Aku hanya kembali menggaruk kepalaku yang tidak gatal. Tidak bisa didebat lagi. Kalau sudah menyangkut masalah ibuku, aku selalu khawatir setengah mati sendiri.

"Aku mohon, Bu Tin. Umm ... tolong jangan bilang ini kepada ibuku. Aku tidak mau dia kepikiran. Seperti yang kautahu, Bu. Tiap hari, makin meningkat saja masalah kejahatan di kota ini. Bilang, kalau tidak ada apa-apa denganku." Aku menangkupkan kedua telapak tanganku, membuat gestur memohon. Bu Tin melengos.

"Lalu, bagaimana dengan dirimu??" tanyanya sedikit kecut.

Aku menggeleng. "Tidak apa-apa, Bu. Lihat. Aku baik-baik saja."

Bu Tin menghela napas panjang. Sepertinya ia tidak mau lama-lama berdebat, karena ada banyak pelanggan yang mungkin sudah mengantre di warungnya yang terletak di depan kos-kosan.

"Tapi jangan lupa, kau harus periksakan tubuhmu ke dokter! Luka babak belur kayak kemarin jangan disepelekan!" Bu Tin pun berjalan berlalu menuju depan kos.

"Aku mengerti, Bu Tin!" Sahutku.

Aku pun kembali masuk ke kamarku.

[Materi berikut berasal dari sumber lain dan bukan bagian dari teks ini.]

//! Bucket partitioning and the all-to-all bucket exchange.
//!
//! The P−1 global splitters define P half-open partitions of the value space,
//! partition i = [splitter\[i−1\], splitter\[i\]) with the boundary partitions
//! open-ended. Each rank counts how many of its sorted elements fall in each
//! partition and ships partition i to rank i, so that afterwards rank i holds the
//! complete (unsorted) contents of bucket i.
use std::cmp::Ordering;

use log::trace;
use mpi::{
    datatype::{Partition, PartitionMut},
    topology::SimpleCommunicator,
    traits::{Communicator, CommunicatorCollectives, Equivalence},
    Count,
};
use superslice::Ext;

use crate::helpers::exclusive_sum;

/// Per-partition element counts for a sorted shard.
///
/// Each splitter is located by binary search over the remaining suffix of the shard,
/// an O(len + P log len) scan. Returns `splitters.len() + 1` counts summing to
/// `sorted.len()`. Repeated splitter values produce zero-size partitions.
pub fn partition_counts<T, F>(sorted: &[T], splitters: &[T], comp: &F) -> Vec<Count>
where
    F: Fn(&T, &T) -> Ordering,
{
    let mut counts = Vec::with_capacity(splitters.len() + 1);

    let mut start = 0;
    for splitter in splitters {
        let offset = sorted[start..].lower_bound_by(|x| comp(x, splitter));
        counts.push(offset as Count);
        start += offset;
    }
    counts.push((sorted.len() - start) as Count);

    counts
}

/// Exchange buckets so that this rank receives all elements of its own partition.
///
/// `counts_snd` must be the [`partition_counts`] of `sorted`, whose partitions are
/// laid out contiguously because the shard is sorted. Collective; returns the
/// received bucket, a permutation slice of the global data whose size generally
/// differs from the local shard size.
pub fn exchange_buckets<T>(
    sorted: &[T],
    counts_snd: Vec<Count>,
    comm: &SimpleCommunicator,
) -> Vec<T>
where
    T: Equivalence + Default + Clone,
{
    let size = comm.size() as usize;

    // Bucket sizes first, so each rank can size its receive buffer.
    let mut counts_recv = vec![0 as Count; size];
    comm.all_to_all_into(&counts_snd[..], &mut counts_recv[..]);

    let displs_snd = exclusive_sum(&counts_snd);
    let displs_recv = exclusive_sum(&counts_recv);

    let total = counts_recv.iter().sum::<Count>();
    trace!("exchanging buckets: sending {}, receiving {}", sorted.len(), total);

    let mut bucket = vec![T::default(); total as usize];
    let partition_snd = Partition::new(sorted, counts_snd, &displs_snd[..]);
    let mut partition_recv = PartitionMut::new(&mut bucket[..], counts_recv, &displs_recv[..]);

    comm.all_to_all_varcount_into(&partition_snd, &mut partition_recv);

    bucket
}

Kulihat Adela yang sudah terduduk di depan meja belajarku. Ia merebahkan setengah badannya di atas meja sembari menerawang ke arah barisan buku yang berjejer rapi di rak.

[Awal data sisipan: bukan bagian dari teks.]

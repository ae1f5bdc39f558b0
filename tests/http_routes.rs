use std::sync::Arc;

use async_trait::async_trait;
use axum::{
    Router,
    body::{Body, to_bytes},
    http::{Method, Request, StatusCode},
};
use serde_json::{Value, json};
use time::OffsetDateTime;
use time::macros::datetime;
use tokio::sync::Mutex;
use tower::ServiceExt;

use quizcache::application::questions::QuestionService;
use quizcache::application::repos::{QuestionsRepo, RepoError, ShownUpdate};
use quizcache::cache::{CacheConfig, MemoryLevelStore};
use quizcache::domain::entities::{QuestionOption, StoredQuestion};
use quizcache::domain::types::Level;
use quizcache::infra::http::{HttpState, REQUEST_ID_HEADER, build_router};

#[derive(Default)]
struct InMemoryQuestionsRepo {
    questions: Vec<(Level, StoredQuestion)>,
    writes: Mutex<Vec<(i64, OffsetDateTime)>>,
    offline: bool,
}

#[async_trait]
impl QuestionsRepo for InMemoryQuestionsRepo {
    async fn fetch_batch(
        &self,
        level: Level,
        limit: u32,
    ) -> Result<Vec<StoredQuestion>, RepoError> {
        if self.offline {
            return Err(RepoError::from_persistence("connection refused"));
        }
        Ok(self
            .questions
            .iter()
            .filter(|(candidate, _)| *candidate == level)
            .map(|(_, question)| question.clone())
            .take(limit as usize)
            .collect())
    }

    async fn apply_shown_update(
        &self,
        id: i64,
        shown_at: OffsetDateTime,
    ) -> Result<ShownUpdate, RepoError> {
        self.writes.lock().await.push((id, shown_at));
        Ok(ShownUpdate::Applied)
    }
}

fn question(id: i64) -> StoredQuestion {
    StoredQuestion {
        id,
        question_text: format!("She ___ to school every day ({id})"),
        options: vec![
            QuestionOption {
                option_id: 0,
                option_text: "go".into(),
            },
            QuestionOption {
                option_id: 1,
                option_text: "goes".into(),
            },
        ],
        correct_option_id: 1,
        explanation: "Third person singular takes -s.".into(),
        last_shown: None,
    }
}

fn app(repo: Arc<InMemoryQuestionsRepo>) -> (Router, Arc<QuestionService>) {
    let questions = Arc::new(QuestionService::new(
        repo,
        Arc::new(MemoryLevelStore::new()),
        CacheConfig::default(),
    ));
    let router = build_router(HttpState {
        questions: questions.clone(),
    });
    (router, questions)
}

async fn send(router: &Router, request: Request<Body>) -> (StatusCode, Value) {
    let response = router
        .clone()
        .oneshot(request)
        .await
        .expect("router should respond");
    assert!(response.headers().contains_key(REQUEST_ID_HEADER));
    let status = response.status();
    let bytes = to_bytes(response.into_body(), usize::MAX)
        .await
        .expect("body should be readable");
    let body = serde_json::from_slice(&bytes).unwrap_or(Value::Null);
    (status, body)
}

fn get(uri: &str) -> Request<Body> {
    Request::builder()
        .method(Method::GET)
        .uri(uri)
        .body(Body::empty())
        .expect("request should build")
}

fn post_json(uri: &str, body: Value) -> Request<Body> {
    Request::builder()
        .method(Method::POST)
        .uri(uri)
        .header("content-type", "application/json")
        .body(Body::from(body.to_string()))
        .expect("request should build")
}

#[tokio::test]
async fn get_and_update_walk_through_a_level() {
    let repo = Arc::new(InMemoryQuestionsRepo {
        questions: vec![(Level::B1, question(10)), (Level::B1, question(11))],
        ..Default::default()
    });
    let (router, _) = app(repo.clone());

    let (status, body) = send(&router, get("/testroutes/gettests?level=B1")).await;
    assert_eq!(status, StatusCode::OK);
    assert_eq!(body["id"], 10);
    assert_eq!(body["options"].as_array().map(Vec::len), Some(2));
    assert_eq!(body["shown"], false);

    let (status, body) = send(
        &router,
        post_json(
            "/testroutes/updatestatus",
            json!({ "level": "B1", "id": 10, "shown_at": "2024-04-01T09:00:00Z" }),
        ),
    )
    .await;
    assert_eq!(status, StatusCode::OK);
    assert_eq!(body, json!({ "message": "status updated" }));

    let (_, body) = send(&router, get("/testroutes/gettests?level=B1")).await;
    assert_eq!(body["id"], 11);
    assert!(repo.writes.lock().await.is_empty());
}

#[tokio::test]
async fn legacy_field_names_are_accepted() {
    let repo = Arc::new(InMemoryQuestionsRepo {
        questions: vec![(Level::A1, question(1))],
        ..Default::default()
    });
    let (router, questions) = app(repo.clone());

    let (status, _) = send(&router, get("/testroutes/gettests?Level=A1")).await;
    assert_eq!(status, StatusCode::OK);

    let (status, _) = send(
        &router,
        post_json(
            "/testroutes/updatestatus",
            json!({ "Level": "A1", "ID": 1, "datetime_shown": "2024-04-01T09:00:00+00:00" }),
        ),
    )
    .await;
    assert_eq!(status, StatusCode::OK);

    questions.shutdown_flush_all().await.expect("flush");
    assert_eq!(
        repo.writes.lock().await.as_slice(),
        &[(1, datetime!(2024-04-01 09:00 UTC))]
    );
}

#[tokio::test]
async fn unknown_level_is_a_bad_request() {
    let (router, _) = app(Arc::new(InMemoryQuestionsRepo::default()));

    for uri in ["/testroutes/gettests?level=D4", "/testroutes/gettests"] {
        let (status, body) = send(&router, get(uri)).await;
        assert_eq!(status, StatusCode::BAD_REQUEST, "{uri}");
        assert_eq!(body["error"]["code"], "invalid_level");
    }

    let (status, body) = send(
        &router,
        post_json("/testroutes/updatestatus", json!({ "level": "Z1", "id": 3 })),
    )
    .await;
    assert_eq!(status, StatusCode::BAD_REQUEST);
    assert_eq!(body["error"]["code"], "invalid_level");
}

#[tokio::test]
async fn empty_level_is_not_found() {
    let (router, _) = app(Arc::new(InMemoryQuestionsRepo::default()));

    let (status, body) = send(&router, get("/testroutes/gettests?level=C1")).await;
    assert_eq!(status, StatusCode::NOT_FOUND);
    assert_eq!(body["error"]["code"], "no_questions");
}

#[tokio::test]
async fn unreachable_store_is_service_unavailable() {
    let repo = Arc::new(InMemoryQuestionsRepo {
        offline: true,
        ..Default::default()
    });
    let (router, _) = app(repo);

    let (status, body) = send(&router, get("/testroutes/gettests?level=A2")).await;
    assert_eq!(status, StatusCode::SERVICE_UNAVAILABLE);
    assert_eq!(body["error"]["code"], "store_unavailable");
    assert!(body["error"].get("hint").is_none());
}

#[tokio::test]
async fn uncached_id_still_reports_success() {
    let (router, _) = app(Arc::new(InMemoryQuestionsRepo::default()));

    let (status, body) = send(
        &router,
        post_json("/testroutes/updatestatus", json!({ "level": "B2", "id": 999 })),
    )
    .await;
    assert_eq!(status, StatusCode::OK);
    assert_eq!(body["message"], "status updated");
}

#[tokio::test]
async fn malformed_updates_are_rejected() {
    let (router, _) = app(Arc::new(InMemoryQuestionsRepo::default()));

    let cases = [
        json!({ "level": "B1", "id": 0 }),
        json!({ "level": "B1", "id": "ten" }),
        json!({ "level": "B1" }),
        json!({ "level": "B1", "id": 4, "shown_at": "2024-04-01T09:00:00+02:00" }),
        json!({ "level": "B1", "id": 4, "shown_at": "2024-04-01 09:00" }),
    ];

    for body in cases {
        let (status, response) =
            send(&router, post_json("/testroutes/updatestatus", body.clone())).await;
        assert_eq!(status, StatusCode::BAD_REQUEST, "{body}");
        assert_eq!(response["error"]["code"], "bad_request", "{body}");
    }
}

"Heheh ... Bu Kos cerewet, ya?" komentar Adela, yang sepertinya mendengar pembicaraanku dan Bu Tin di depan pintu.

Aku menghela napas, sedikit menjelaskan pada Adela tentang Bu Tin.

"Beliau memang selalu begitu, apalagi denganku. Adik iparnya pernah menerima ibuku untuk ngekos di rumahnya, sewaktu ibu masih kuliah di universitas yang sama denganku. Kemungkinan besar, ada rasa ikatan sentimentil yang membuatnya dekat denganku."

"Oh, begitu ...."

Karena tidak ada pertanyaan susulan, entah mengapa suasana di kamarku menjadi terasa hening. Mungkin kita berdua lelah selepas apa yang telah terjadi, berusaha menstabilkan emosi, serta memikirkan apa yang harus kita berdua lakukan.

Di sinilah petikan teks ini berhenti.